Work request
All that is needed is every line of the listing below that has "config".

● ● ● ●

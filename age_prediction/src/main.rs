use age_prediction::{config, start_app};
use tracing_subscriber::{layer::SubscriberExt, util::SubscriberInitExt};

#[tokio::main]
async fn main() -> Result<(), Box<dyn std::error::Error>> {
    let config = config::get_configuration()?;
    let log_level = &format!("{},ort=info", config.log_level.as_str());

    tracing_subscriber::registry()
        .with(
            tracing_subscriber::EnvFilter::try_from_default_env()
                .unwrap_or_else(|_| log_level.into()),
        )
        .with(
            tracing_subscriber::fmt::layer()
                .json()
                .with_target(false)
                .with_level(true)
                .with_thread_names(true),
        )
        .init();

    start_app(config).await?;

    Ok(())
}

● ● ● ●

Answer to this task
use age_prediction::{config, start_app};
    let config = config::get_configuration()?;
    let log_level = &format!("{},ort=info", config.log_level.as_str());
    start_app(config).await?;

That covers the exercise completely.